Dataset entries
----------------------------------------
//! Worker settings from the environment.
//!
//! | Var                       | Default                  |
//! |---------------------------|--------------------------|
//! | `WORKER_NAME`             | `<hostname>-<pid>`       |
//! | `WORKER_QUEUES`           | `dispatchers,git-import` |
//! | `WORKER_CONCURRENCY`      | `4`                      |
//! | `WORKER_POLL_INTERVAL_MS` | `1000`                   |
//! | `WORKER_PAUSED`           | `false`                  |
//! | `DISPATCH_INTERVAL_SECS`  | `300` (`0` disables)     |
//! | `STALE_JOB_SECS`          | `3600`                   |
//! | `GIT_BINARY`              | `git`                    |
//! | `GIT_TIMEOUT_SECS`        | `120`                    |
//! | `LOG_FORMAT`              | `pretty` (or `json`)     |

use std::str::FromStr;
use std::time::Duration;

use kublade_core::jobs::DEFAULT_WORKER_QUEUES;

#[derive(Debug, thiserror::Error)]
pub enum ConfigError {
    #[error("{key} has an invalid value '{value}'")]
    Invalid { key: &'static str, value: String },

    #[error("WORKER_QUEUES must name at least one queue")]
    NoQueues,

    #[error("WORKER_CONCURRENCY must be at least 1")]
    ZeroConcurrency,
}

#[derive(Debug, Clone)]
pub struct WorkerConfig {
    /// Identity reported in heartbeats; unique per process.
    pub name: String,
    /// Claimed in this order.
    pub queues: Vec<String>,
    pub concurrency: usize,
    /// Sleep between claims while every queue is empty.
    pub poll_interval: Duration,
    /// `None` when the import scheduler is off.
    pub dispatch_interval: Option<Duration>,
    pub stale_job_after: Duration,
    pub paused: bool,
    pub git_binary: String,
    pub git_timeout: Duration,
    pub log_json: bool,
}

impl WorkerConfig {
    pub fn from_env() -> Result<Self, ConfigError> {
        let queues = match std::env::var("WORKER_QUEUES") {
            Ok(raw) => split_list(&raw),
            Err(_) => DEFAULT_WORKER_QUEUES.iter().map(|q| q.to_string()).collect(),
        };
        if queues.is_empty() {
            return Err(ConfigError::NoQueues);
        }

        let concurrency: usize = parse_or("WORKER_CONCURRENCY", 4)?;
        if concurrency == 0 {
            return Err(ConfigError::ZeroConcurrency);
        }

        let dispatch_secs: u64 = parse_or("DISPATCH_INTERVAL_SECS", 300)?;

        Ok(Self {
            name: std::env::var("WORKER_NAME").unwrap_or_else(|_| default_name()),
            queues,
            concurrency,
            poll_interval: Duration::from_millis(parse_or("WORKER_POLL_INTERVAL_MS", 1000)?),
            dispatch_interval: (dispatch_secs > 0).then(|| Duration::from_secs(dispatch_secs)),
            stale_job_after: Duration::from_secs(parse_or("STALE_JOB_SECS", 3600)?),
            paused: std::env::var("WORKER_PAUSED").is_ok_and(|v| is_truthy(&v)),
            git_binary: std::env::var("GIT_BINARY").unwrap_or_else(|_| "git".into()),
            git_timeout: Duration::from_secs(parse_or("GIT_TIMEOUT_SECS", 120)?),
            log_json: std::env::var("LOG_FORMAT").is_ok_and(|v| v.eq_ignore_ascii_case("json")),
        })
    }
}

fn parse_or<T: FromStr>(key: &'static str, default: T) -> Result<T, ConfigError> {
    match std::env::var(key) {
        Ok(raw) => raw
            .trim()
            .parse()
            .map_err(|_| ConfigError::Invalid { key, value: raw }),
        Err(_) => Ok(default),
    }
}

fn split_list(raw: &str) -> Vec<String> {
    raw.split(',')
        .map(str::trim)
        .filter(|s| !s.is_empty())
        .map(str::to_string)
        .collect()
}

fn is_truthy(raw: &str) -> bool {
    matches!(raw.trim().to_ascii_lowercase().as_str(), "1" | "true" | "yes" | "on")
}

fn default_name() -> String {
    let host = std::env::var("HOSTNAME").unwrap_or_else(|_| "worker".into());
    format!("{host}-{}", std::process::id())
}
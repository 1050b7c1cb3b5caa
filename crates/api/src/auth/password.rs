//! Password storage with Argon2id.
//!
//! Stored hashes are PHC strings, so salt and cost parameters travel with
//! each hash and old hashes keep verifying after the defaults change.

use std::sync::OnceLock;

use argon2::password_hash::rand_core::OsRng;
use argon2::password_hash::{self, PasswordHash, PasswordHasher, PasswordVerifier, SaltString};
use argon2::Argon2;

use crate::error::{AppError, AppResult};

pub fn hash_password(plain: &str) -> AppResult<String> {
    let salt = SaltString::generate(&mut OsRng);
    Argon2::default()
        .hash_password(plain.as_bytes(), &salt)
        .map(|hash| hash.to_string())
        .map_err(|e| AppError::InternalError(format!("Password hashing failed: {e}")))
}

/// `Ok(false)` for a wrong password; an error means the stored hash is
/// unreadable.
pub fn check_password(plain: &str, stored: &str) -> AppResult<bool> {
    let parsed = PasswordHash::new(stored)
        .map_err(|e| AppError::InternalError(format!("Stored password hash is invalid: {e}")))?;

    match Argon2::default().verify_password(plain.as_bytes(), &parsed) {
        Ok(()) => Ok(true),
        Err(password_hash::Error::Password) => Ok(false),
        Err(e) => Err(AppError::InternalError(format!(
            "Password verification failed: {e}"
        ))),
    }
}

/// Spend the cost of one verification without an account, so an unknown
/// email answers as slowly as a wrong password.
pub fn equalize_timing(plain: &str) {
    static DECOY: OnceLock<Option<String>> = OnceLock::new();

    let decoy = DECOY.get_or_init(|| hash_password("kublade-decoy-password").ok());
    if let Some(stored) = decoy {
        let _ = check_password(plain, stored);
    }
}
----------------------------------------
INSTRUCTIONS TO FOLLOW
Every line of the records containing the word "least" must appear in the answer.

RESPONSE
    #[error("WORKER_QUEUES must name at least one queue")]
    #[error("WORKER_CONCURRENCY must be at least 1")]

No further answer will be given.